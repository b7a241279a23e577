use base64::{engine::general_purpose, Engine as _};
use flate2::{read::GzDecoder, write::GzEncoder, Compression};
use serde::{de::DeserializeOwned, Serialize};
use std::io::{Read, Write};
use thiserror::Error;

/// Ограничение на распакованный размер для защиты от zip-bomb
const MAX_DECOMPRESSED_SIZE: u64 = 256 * 1024; // 256 KiB

#[derive(Debug, Error)]
pub enum CodecError {
    #[error("invalid base64: {0}")]
    Base64(#[from] base64::DecodeError),
    #[error("gzip error: {0}")]
    Gzip(#[from] std::io::Error),
    #[error("invalid payload json: {0}")]
    Json(#[from] serde_json::Error),
}

/// JSON -> gzip -> base64
pub fn enc<T: Serialize>(value: &T) -> Result<String, CodecError> {
    let json = serde_json::to_vec(value)?;

    let mut gz = GzEncoder::new(Vec::new(), Compression::fast());
    gz.write_all(&json)?;
    let compressed = gz.finish()?;

    Ok(general_purpose::STANDARD.encode(compressed))
}

/// base64 -> gunzip (с лимитом) -> JSON
pub fn dec<T: DeserializeOwned>(s: &str) -> Result<T, CodecError> {
    let compressed = general_purpose::STANDARD.decode(s)?;

    let gz = GzDecoder::new(&compressed[..]);
    let mut json = Vec::new();
    let mut limited_reader = gz.take(MAX_DECOMPRESSED_SIZE);
    limited_reader.read_to_end(&mut json)?;

    Ok(serde_json::from_slice(&json)?)
}

#[cfg(test)]
mod tests {
    use super::*;
    use crate::peer::types::{ConnectionBundle, DescriptionKind, DescriptionPayload};

    fn sample_bundle() -> ConnectionBundle {
        ConnectionBundle {
            description: DescriptionPayload {
                kind: DescriptionKind::Offer,
                sdp: "v=0\r\no=- 0 0 IN IP4 127.0.0.1\r\ns=-\r\nt=0 0\r\n".into(),
                id: "aabbccdd00112233".into(),
                ts: 1_700_000_000,
            },
            candidates: Vec::new(),
        }
    }

    #[test]
    fn bundle_survives_codec() {
        let bundle = sample_bundle();
        let encoded = enc(&bundle).unwrap();
        let decoded: ConnectionBundle = dec(&encoded).unwrap();
        assert_eq!(decoded.description.id, bundle.description.id);
        assert_eq!(decoded.description.sdp, bundle.description.sdp);
    }

    #[test]
    fn garbage_is_rejected_not_panicked() {
        assert!(dec::<ConnectionBundle>("not base64 at all!!!").is_err());
        // валидный base64, но не gzip
        let b64 = base64::engine::general_purpose::STANDARD.encode(b"plain bytes");
        assert!(dec::<ConnectionBundle>(&b64).is_err());
    }
}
-=-=-=-=-
## TASK REQUIREMENTS:
Take every line above carrying "unwrap" and return it.

## RESULT OF THE EXERCISE:
        let encoded = enc(&bundle).unwrap();
        let decoded: ConnectionBundle = dec(&encoded).unwrap();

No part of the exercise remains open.